In most cases, any inheritance money that you receive is yours to keep regardless of your marital status. This is generally true whether you obtain the funds prior to getting married or during the course of a marriage. However, California law generally considers any assets that are commingled to be joint property.
How an inheritance could become joint property
Money that is inherited from a parent, grandparent or anyone else might be commingled if it is placed into a bank account that you and your spouse jointly control. The same may be true if inherited funds are used to pay joint bills or to make improvements to a marital home. These funds may retain their status as a separate asset after being commingled if you can prove that you never intended to share them with your spouse.
It may be wise to create a prenuptial agreement
If you plan on receiving a substantial amount of money from a family member, it may be a good idea to include that asset in a prenuptial agreement. This may ensure that the money retains its status as a separate item that is not to be divided in a divorce.
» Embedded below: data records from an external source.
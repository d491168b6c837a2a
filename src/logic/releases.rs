use chrono::Utc;

use crate::logic::error::{require_distinct_keys, require_key, ServiceError, ServiceResult};
use crate::model::{
    generate_id, non_blank, DeployRequest, NewRelease, NewReleaseSet, Release, ReleaseSetFields,
    ReleaseUpdate, ResourceFilter, Timestamp, UserContext, DEPLOY_IN_PROGRESS, IN_PROGRESS,
};
use crate::store::traits::Store;

/// Environment name used when a deploy request does not carry one.
const UNSPECIFIED_ENVIRONMENT: &str = "unspecified";

pub struct ReleaseOperations;

impl ReleaseOperations {
    pub async fn list<S: Store>(
        store: &S,
        srid: &str,
        filter: ResourceFilter,
    ) -> ServiceResult<Vec<Release>> {
        let filter = filter.normalized();
        let releases = if filter.is_empty() {
            store.list_releases(srid).await?
        } else {
            store.find_releases(srid, &filter).await?
        };
        Ok(releases)
    }

    pub async fn get<S: Store>(store: &S, srid: &str, release_id: &str) -> ServiceResult<Release> {
        store
            .get_release(srid, release_id)
            .await?
            .ok_or_else(|| not_found(srid, release_id))
    }

    pub async fn create<S: Store>(store: &S, srid: &str, new: NewRelease) -> ServiceResult<Release> {
        require_key(&new.release_id, "releaseId")?;
        require_distinct_keys(new.sets.iter().map(|s| s.set_id.as_str()), "setId")?;

        let created = store.insert_release(srid, new).await?;
        log::info!(
            "Created release {} in {} with {} set(s)",
            created.release_id,
            srid,
            created.sets.len()
        );
        Ok(created)
    }

    pub async fn update<S: Store>(
        store: &S,
        srid: &str,
        release_id: &str,
        update: ReleaseUpdate,
    ) -> ServiceResult<Release> {
        if let Some(sets) = &update.sets {
            require_distinct_keys(sets.iter().map(|s| s.set_id.as_str()), "setId")?;
        }

        let updated = store
            .update_release(srid, release_id, update.fields, update.sets.into())
            .await?
            .ok_or_else(|| not_found(srid, release_id))?;
        log::info!("Updated release {} in {}", release_id, srid);
        Ok(updated)
    }

    pub async fn delete<S: Store>(store: &S, srid: &str, release_id: &str) -> ServiceResult<()> {
        if !store.delete_release(srid, release_id).await? {
            return Err(not_found(srid, release_id));
        }
        log::info!("Deleted release {} in {}", release_id, srid);
        Ok(())
    }

    /// Marks the release as deploying and records the attempt as a new set.
    ///
    /// The status change and the appended set are written by one store call
    /// that leaves every other release field alone. Nothing ever moves the
    /// release out of `DEPLOY_IN_PROGRESS` afterwards.
    pub async fn deploy<S: Store>(
        store: &S,
        srid: &str,
        release_id: &str,
        request: DeployRequest,
        user: &UserContext,
    ) -> ServiceResult<Release> {
        let now = Utc::now();
        let environment = non_blank(request.environment.as_deref()).unwrap_or(UNSPECIFIED_ENVIRONMENT);
        let description = match non_blank(request.description.as_deref()) {
            Some(description) => format!("Deployment to {} - {}", environment, description),
            None => format!("Deployment to {}", environment),
        };
        let deployment_set = NewReleaseSet {
            set_id: deployment_set_id(now),
            fields: ReleaseSetFields {
                status: Some(IN_PROGRESS.to_string()),
                owner: Some(format!("{}-deployer", environment)),
                description: Some(description),
                deployed_by: Some(user.username.clone()),
                deployed_at: Some(now),
                deployment_status: Some(IN_PROGRESS.to_string()),
            },
        };

        let deployed = store
            .begin_release_deploy(srid, release_id, DEPLOY_IN_PROGRESS, deployment_set)
            .await?
            .ok_or_else(|| not_found(srid, release_id))?;

        log::info!(
            "Deploy of release {} in {} to {} requested by {} (level={:?}, autoDeploy={})",
            release_id,
            srid,
            environment,
            user.username,
            request.level,
            request.auto_deploy
        );
        Ok(deployed)
    }
}

/// `SET-<millis>-<suffix>`. The random suffix keeps deploys that land in
/// the same millisecond apart.
fn deployment_set_id(now: Timestamp) -> String {
    let suffix = generate_id();
    format!("SET-{}-{}", now.timestamp_millis(), &suffix[..8])
}

pub(crate) fn not_found(srid: &str, release_id: &str) -> ServiceError {
    ServiceError::not_found(format!("Release '{}' not found in {}", release_id, srid))
}

#[cfg(test)]
mod tests {
    use super::*;
    use crate::model::{ReleaseFields, Role};
    use crate::store::MemoryStore;

    fn release(id: &str, sets: &[&str]) -> NewRelease {
        NewRelease {
            release_id: id.to_string(),
            fields: ReleaseFields {
                application: Some("PAY".to_string()),
                status: Some("OPEN".to_string()),
                ..Default::default()
            },
            sets: sets
                .iter()
                .map(|s| NewReleaseSet {
                    set_id: s.to_string(),
                    fields: ReleaseSetFields::default(),
                })
                .collect(),
        }
    }

    #[tokio::test]
    async fn deploy_marks_release_and_appends_one_set() {
        let store = MemoryStore::new();
        ReleaseOperations::create(&store, "PRJ1", release("R1", &["S1"]))
            .await
            .unwrap();

        let user = UserContext::new("alice", [Role::User]);
        let request = DeployRequest {
            environment: Some("prod".to_string()),
            description: Some("hotfix".to_string()),
            ..Default::default()
        };
        let deployed = ReleaseOperations::deploy(&store, "PRJ1", "R1", request, &user)
            .await
            .unwrap();

        assert_eq!(deployed.fields.status.as_deref(), Some(DEPLOY_IN_PROGRESS));
        assert_eq!(deployed.fields.application.as_deref(), Some("PAY"));
        assert_eq!(deployed.sets.len(), 2);

        let new_set = &deployed.sets[1];
        assert!(new_set.set_id.starts_with("SET-"));
        assert_eq!(new_set.fields.status.as_deref(), Some(IN_PROGRESS));
        assert_eq!(new_set.fields.deployment_status.as_deref(), Some(IN_PROGRESS));
        assert_eq!(new_set.fields.owner.as_deref(), Some("prod-deployer"));
        assert_eq!(
            new_set.fields.description.as_deref(),
            Some("Deployment to prod - hotfix")
        );
        assert_eq!(new_set.fields.deployed_by.as_deref(), Some("alice"));
        assert!(new_set.fields.deployed_at.is_some());
    }

    #[tokio::test]
    async fn deploy_of_missing_release_is_not_found() {
        let store = MemoryStore::new();
        let user = UserContext::new("alice", [Role::User]);
        let err = ReleaseOperations::deploy(&store, "PRJ1", "R1", DeployRequest::default(), &user)
            .await
            .unwrap_err();
        assert!(matches!(err, ServiceError::NotFound(_)));
    }

    #[tokio::test]
    async fn filtered_listing_and_conflicts() {
        let store = MemoryStore::new();
        ReleaseOperations::create(&store, "PRJ1", release("R1", &[])).await.unwrap();
        let mut other = release("R2", &[]);
        other.fields.status = Some("CLOSED".to_string());
        ReleaseOperations::create(&store, "PRJ1", other).await.unwrap();

        let err = ReleaseOperations::create(&store, "PRJ1", release("R1", &[]))
            .await
            .unwrap_err();
        assert!(matches!(err, ServiceError::Conflict(_)));

        let filter = ResourceFilter::new(None, Some("CLOSED".to_string()));
        let closed = ReleaseOperations::list(&store, "PRJ1", filter).await.unwrap();
        assert_eq!(closed.len(), 1);
        assert_eq!(closed[0].release_id, "R2");
    }

    #[tokio::test]
    async fn repeated_deploys_each_add_a_set() {
        let store = MemoryStore::new();
        ReleaseOperations::create(&store, "PRJ1", release("R1", &["S1"]))
            .await
            .unwrap();
        let user = UserContext::new("alice", [Role::User]);

        for _ in 0..50 {
            ReleaseOperations::deploy(&store, "PRJ1", "R1", DeployRequest::default(), &user)
                .await
                .unwrap();
        }

        let release = ReleaseOperations::get(&store, "PRJ1", "R1").await.unwrap();
        assert_eq!(release.sets.len(), 51);
        let ids: std::collections::HashSet<_> = release.sets.iter().map(|s| &s.set_id).collect();
        assert_eq!(ids.len(), 51);
        assert_eq!(
            release.sets[1].fields.description.as_deref(),
            Some("Deployment to unspecified")
        );
    }

    #[tokio::test(flavor = "multi_thread", worker_threads = 4)]
    async fn deploy_racing_an_update_keeps_the_update() {
        let user = UserContext::new("alice", [Role::User]);
        for round in 0..200 {
            let store = std::sync::Arc::new(MemoryStore::new());
            ReleaseOperations::create(&*store, "PRJ1", release("R1", &["S1"]))
                .await
                .unwrap();

            let application = format!("APP{}", round);
            let update = ReleaseUpdate {
                fields: ReleaseFields {
                    application: Some(application.clone()),
                    status: Some("OPEN".to_string()),
                    ..Default::default()
                },
                sets: None,
            };
            let updater = {
                let store = store.clone();
                tokio::spawn(async move { ReleaseOperations::update(&*store, "PRJ1", "R1", update).await })
            };
            let deployer = {
                let store = store.clone();
                let user = user.clone();
                tokio::spawn(async move {
                    ReleaseOperations::deploy(&*store, "PRJ1", "R1", DeployRequest::default(), &user)
                        .await
                })
            };
            updater.await.unwrap().unwrap();
            deployer.await.unwrap().unwrap();

            let stored = ReleaseOperations::get(&*store, "PRJ1", "R1").await.unwrap();
            assert_eq!(stored.fields.application.as_deref(), Some(application.as_str()));
            assert_eq!(stored.sets.len(), 2);
        }
    }
}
Your spouse generally isn’t entitled to your separate property
Assuming that you kept an inheritance in your name, your spouse typically has no claim to it during a divorce. This means that you are entitled to keep 100% of the money regardless of whether it was obtained before or after a marriage became official. It is worth noting that even if a separate asset is commingled, there is no guarantee that your spouse will attempt to claim a portion of that property in a final settlement.
A prenuptial agreement may be an effective estate planning tool for those who are concerned about keeping assets in their family. An attorney may be able to talk more about the potential benefits of these and other documents that help provide asset protection both now and in the future.